ABOUT ME

Hey everyone I'm Judsan Niyakaran a self-taught mathematician with roots in Sri Lanka. Now living in Switzerland. On TikTok I share my passion for mathematics with the goal of showing people that math isn’t hard or boring it’s actually beautiful and deeply fascinating.

When I was younger I didn’t have much interest in maths even though I was good at it. But everything changed when I was 16 and started reading a maths book. While reading I fell asleep and in my dream, I suddenly saw formulas and numbers as if I understood them without ever having learned them. When I woke up the next day I couldn’t believe how clear and beautiful everything felt. That moment changed my life.

Since then I’ve devoted myself fully to mathematics. I’ve read countless books studied formulas and spent hours working through mathematical problems sometimes up to 10 hours a day. Over time I realized something important

My biggest dream is to become a mathematics professor and work at the University of Cambridge.

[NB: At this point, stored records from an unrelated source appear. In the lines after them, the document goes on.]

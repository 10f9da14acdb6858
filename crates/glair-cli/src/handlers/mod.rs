//! Command handlers.
//!
//! Handlers are thin: they turn CLI arguments into calls on the media and
//! session crates and format the result for the terminal.

pub mod crop;
pub mod replay;
pub mod settings;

One of my greatest inspirations is Srinivasa Ramanujan one of the most brilliant mathematicians in history. Many people see him as just a genius but when you really dive into his work you start to wonder was he ahead of his time or maybe even something more than human? His formulas feel almost otherworldly.

Through my videos I want to show people that maths isn’t just about numbers and rules, it’s a language that can describe the beauty and structure of the universe.

The Ramanujan Papers

An Overview of Ramanujan’s Contributions to Mathematics

1. Infinite Series and Pi Approximations

Ramanujan discovered incredibly fast converging infinite series for calculating π (pi). His formulas were so efficient that modern computers still use variants of them to compute trillions of digits of π.

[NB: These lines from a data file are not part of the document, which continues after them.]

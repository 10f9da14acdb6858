//! Inbound events, UI-facing session events and the session state enum.

use serde::{Deserialize, Serialize};

use glair_media::{MediaBlob, MediaError};

use crate::protocol::FunctionCall;

/// Identifier of one scheduled playback source.
pub type SourceId = u64;

// ── Session state machine ──────────────────────────────────────────

/// Connection / capture state of a [`RealtimeSession`](crate::RealtimeSession).
///
/// ```text
///   Idle → Connecting → Open ⇄ Capturing
///            │           │        │
///            ▼           ▼        ▼
///          Error       Closed / Error
/// ```
///
/// `Closed` and `Error` are terminal for the connection; calling
/// [`connect`](crate::RealtimeSession::connect) again starts a new one.
#[derive(Debug, Clone, Copy, PartialEq, Eq, Serialize, Deserialize)]
pub enum SessionState {
    /// No connection has been attempted.
    Idle,

    /// Waiting for the remote handshake.
    Connecting,

    /// Connected, local capture not running.
    Open,

    /// Connected and streaming microphone audio and camera frames.
    Capturing,

    /// The connection was closed by either side.
    Closed,

    /// The connection failed or the remote reported an error.
    Error,
}

impl SessionState {
    /// Whether the remote connection is usable.
    #[must_use]
    pub const fn is_connected(self) -> bool {
        matches!(self, Self::Open | Self::Capturing)
    }
}

// ── Inbound ────────────────────────────────────────────────────────

/// A synthesized audio chunk as received, before decoding.
#[derive(Debug, Clone, PartialEq, Eq)]
pub struct AudioChunk {
    /// Base64 PCM16 LE payload and its MIME type.
    pub blob: MediaBlob,
}

impl From<MediaBlob> for AudioChunk {
    fn from(blob: MediaBlob) -> Self {
        Self { blob }
    }
}

/// Everything the session reacts to, funnelled through
/// [`RealtimeSession::dispatch`](crate::RealtimeSession::dispatch).
#[derive(Debug, Clone, PartialEq)]
pub enum InboundEvent {
    /// The remote acknowledged the handshake.
    Opened,

    /// A synthesized audio chunk to play.
    AudioChunk(AudioChunk),

    /// A fragment of the spoken-output transcript.
    Transcript(String),

    /// The user spoke over the model; flush playback.
    Interrupted,

    /// The model finished its turn.
    TurnComplete,

    /// The model requested one or more tool calls.
    ToolCallRequested(Vec<FunctionCall>),

    /// The remote reported an error.
    ErrorOccurred(String),

    /// The connection was closed.
    Closed { reason: String },

    /// A scheduled source finished playing on its own.
    PlaybackEnded(SourceId),
}

// ── Events emitted to the UI layer ─────────────────────────────────

/// Events emitted by the session to the UI / application layer.
#[derive(Debug, Clone, PartialEq)]
pub enum SessionEvent {
    /// Session state changed.
    StateChanged(SessionState),

    /// The visible caption changed (empty string = cleared).
    CaptionChanged(String),

    /// Human-readable progress message.
    Status(String),

    /// A connection-level error (retry the connection).
    Error(String),

    /// Camera or microphone permission was refused (retry the permission).
    AccessDenied(String),

    /// Microphone level (0.0–1.0), for visualisation.
    InputLevel(f32),

    /// Level of the chunk just scheduled for playback (0.0–1.0).
    OutputLevel(f32),

    /// A tool response was sent for these call names.
    ToolResponded(Vec<String>),

    /// Microphone or camera mute toggled.
    MuteChanged { audio_enabled: bool, video_enabled: bool },
}

impl SessionEvent {
    /// Map a capture failure to the event the UI should show.
    pub fn from_capture_error(err: &MediaError) -> Self {
        if err.is_permission_denied() {
            Self::AccessDenied(err.to_string())
        } else {
            Self::Error(err.to_string())
        }
    }
}

#[cfg(test)]
mod tests {
    use super::*;

    #[test]
    fn connected_states() {
        assert!(SessionState::Open.is_connected());
        assert!(SessionState::Capturing.is_connected());
        assert!(!SessionState::Connecting.is_connected());
        assert!(!SessionState::Closed.is_connected());
    }

    #[test]
    fn permission_errors_map_to_access_denied() {
        let denied = MediaError::PermissionDenied("NotAllowedError".into());
        assert!(matches!(
            SessionEvent::from_capture_error(&denied),
            SessionEvent::AccessDenied(_)
        ));

        let other = MediaError::ConnectionError("reset".into());
        assert!(matches!(
            SessionEvent::from_capture_error(&other),
            SessionEvent::Error(_)
        ));
    }
}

Why it matters: His methods drastically reduced the number of steps needed to calculate pi accurately crucial for computational mathematics and computer science.

2. Partition Function

Ramanujan studied how numbers can be split into smaller integers this is called the partition function. For example 4 can be split as: 4, 3+1, 2+2, 2+1+1, 1+1+1+1 so the partition of 4 is 5.

He found astonishing patterns and even created formulas to approximate very large partition numbers.

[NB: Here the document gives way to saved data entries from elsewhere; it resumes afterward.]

//! Rasterizes a [`CropPlan`] from a live frame into a JPEG screenshot.

use image::imageops::{self, FilterType};
use image::{DynamicImage, RgbaImage};

use super::{CropPlan, CropSpec, CropTarget};
use crate::codec::{JPEG_MIME, MediaBlob, to_data_url};
use crate::error::MediaError;
use crate::frame::FrameSource;

/// JPEG quality used for screenshots (0-100).
pub const DEFAULT_SCREENSHOT_QUALITY: u8 = 92;

/// A captured still image.
#[derive(Debug, Clone, PartialEq, Eq)]
pub struct Screenshot {
    pub width: u32,
    pub height: u32,
    /// Encoded JPEG bytes.
    pub jpeg: Vec<u8>,
}

impl Screenshot {
    /// `data:image/jpeg;base64,...` URL of the image.
    pub fn data_url(&self) -> String {
        to_data_url(JPEG_MIME, &self.jpeg)
    }

    /// The image as a wire `media` payload.
    pub fn media_blob(&self) -> MediaBlob {
        MediaBlob::jpeg(&self.jpeg)
    }
}

/// Produces framed, optionally mirrored screenshots from a frame source.
///
/// Stateless apart from the JPEG quality; every capture allocates its own
/// raster buffer.
#[derive(Debug, Clone, Copy)]
pub struct FrameCropper {
    quality: u8,
}

impl Default for FrameCropper {
    fn default() -> Self {
        Self::new(DEFAULT_SCREENSHOT_QUALITY)
    }
}

impl FrameCropper {
    #[must_use]
    pub fn new(quality: u8) -> Self {
        Self {
            quality: quality.clamp(1, 100),
        }
    }

    #[must_use]
    pub const fn quality(&self) -> u8 {
        self.quality
    }

    /// Capture the source's latest frame according to `target`.
    ///
    /// Fails with [`MediaError::CaptureUnavailable`] if the source has not
    /// produced a frame yet, instead of returning a blank image.
    pub fn capture(&self, source: &dyn FrameSource, target: CropTarget) -> Result<Screenshot, MediaError> {
        let frame = source.latest_frame().ok_or(MediaError::CaptureUnavailable)?;
        self.capture_frame(&frame, target)
    }

    /// Capture from an already-grabbed frame.
    pub fn capture_frame(&self, frame: &RgbaImage, target: CropTarget) -> Result<Screenshot, MediaError> {
        let (width, height) = frame.dimensions();
        let plan = CropSpec::new(width, height, target).plan()?;
        let raster = render(frame, &plan);
        let jpeg = encode_jpeg(&raster, self.quality)?;

        tracing::debug!(
            source_width = width,
            source_height = height,
            width = plan.output_width,
            height = plan.output_height,
            mirrored = plan.mirrored,
            bytes = jpeg.len(),
            "Captured screenshot"
        );

        Ok(Screenshot {
            width: plan.output_width,
            height: plan.output_height,
            jpeg,
        })
    }
}

/// Crop, scale and (if mirrored) flip a frame according to `plan`.
pub fn render(frame: &RgbaImage, plan: &CropPlan) -> RgbaImage {
    let (fw, fh) = frame.dimensions();
    let (x, y, w, h) = plan.source.to_pixels(fw, fh);
    let cropped = imageops::crop_imm(frame, x, y, w, h).to_image();

    let scaled = if (w, h) == (plan.output_width, plan.output_height) {
        cropped
    } else {
        imageops::resize(&cropped, plan.output_width, plan.output_height, FilterType::Triangle)
    };

    if plan.mirrored {
        imageops::flip_horizontal(&scaled)
    } else {
        scaled
    }
}

/// Encode an RGBA raster as JPEG (alpha dropped).
pub fn encode_jpeg(raster: &RgbaImage, quality: u8) -> Result<Vec<u8>, MediaError> {
    let rgb = DynamicImage::ImageRgba8(raster.clone()).to_rgb8();
    let mut jpeg = Vec::new();
    let mut encoder = image::codecs::jpeg::JpegEncoder::new_with_quality(&mut jpeg, quality);
    encoder
        .encode_image(&rgb)
        .map_err(|e| MediaError::Encode(format!("JPEG: {e}")))?;
    Ok(jpeg)
}

#[cfg(test)]
mod tests {
    use super::*;
    use crate::crop::Region;
    use crate::frame::StillFrameSource;
    use image::Rgba;

    const RED: Rgba<u8> = Rgba([255, 0, 0, 255]);
    const BLUE: Rgba<u8> = Rgba([0, 0, 255, 255]);

    /// Left half red, right half blue.
    fn split_frame(width: u32, height: u32) -> RgbaImage {
        RgbaImage::from_fn(width, height, |x, _| if x < width / 2 { RED } else { BLUE })
    }

    fn plan_for(frame: &RgbaImage, target: CropTarget) -> CropPlan {
        let (w, h) = frame.dimensions();
        CropSpec::new(w, h, target).plan().unwrap()
    }

    #[test]
    fn render_matches_output_size() {
        let frame = split_frame(192, 108);
        let raster = render(&frame, &plan_for(&frame, CropTarget::new(48, 48)));
        assert_eq!(raster.dimensions(), (48, 48));
    }

    #[test]
    fn mirroring_moves_marker_to_other_side() {
        let frame = split_frame(160, 90);
        let plain = render(&frame, &plan_for(&frame, CropTarget::new(64, 64)));
        let mirrored = render(&frame, &plan_for(&frame, CropTarget::new(64, 64).mirrored(true)));

        assert_eq!(*plain.get_pixel(2, 32), RED);
        assert_eq!(*plain.get_pixel(61, 32), BLUE);
        assert_eq!(*mirrored.get_pixel(2, 32), BLUE);
        assert_eq!(*mirrored.get_pixel(61, 32), RED);
    }

    #[test]
    fn mirrored_region_captures_what_was_on_screen() {
        let frame = split_frame(100, 100);
        // Left 40% of the mirrored display shows the sensor's right side.
        let target = CropTarget::new(100, 100)
            .mirrored(true)
            .with_region(Region::new(0.0, 0.0, 40.0, 100.0));
        let raster = render(&frame, &plan_for(&frame, target));
        assert_eq!(raster.dimensions(), (40, 100));
        assert!(raster.pixels().all(|p| *p == BLUE));
    }

    #[test]
    fn capture_without_frame_fails_fast() {
        let source = StillFrameSource::empty();
        let err = FrameCropper::default().capture(&source, CropTarget::new(480, 480));
        assert!(matches!(err, Err(MediaError::CaptureUnavailable)));
    }

    #[test]
    fn capture_encodes_jpeg_data_url() {
        let source = StillFrameSource::new(split_frame(320, 180));
        let shot = FrameCropper::default()
            .capture(&source, CropTarget::new(64, 48))
            .unwrap();
        assert_eq!((shot.width, shot.height), (64, 48));
        assert_eq!(&shot.jpeg[..2], &[0xFF, 0xD8]);
        assert!(shot.data_url().starts_with("data:image/jpeg;base64,/9j/"));

        let decoded = image::load_from_memory(&shot.jpeg).unwrap();
        assert_eq!((decoded.width(), decoded.height()), (64, 48));
    }
}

Why it matters: This has applications in statistical mechanics, quantum theory, and combinatorics, where counting configurations is crucial.

3. Modular Forms and q-Series

Ramanujan worked extensively with modular forms complex functions that are symmetric in surprising ways. These are deeply connected with q-series, which are infinite sums involving powers of a variable q.

Why it matters: Modular forms later became essential in number theory, cryptography (like RSA), and were even used to prove Fermat's Last Theorem.

4. Mock Theta Functions

Near the end of his life Ramanujan introduced mock theta functions mysterious expressions related to modular forms but more complex. Their full mathematical meaning wasn’t understood until decades after his death.

Why it matters: These functions are now critical in areas like string theory and black hole physics. Mathematicians realized Ramanujan was far ahead of his time.

5. Intuition and Pattern Discovery

Ramanujan had an uncanny ability to spot deep patterns in numbers. Many of his results came without proof but were later verified by others. He once described that his ideas were revealed to him in dreams by a Hindu goddess.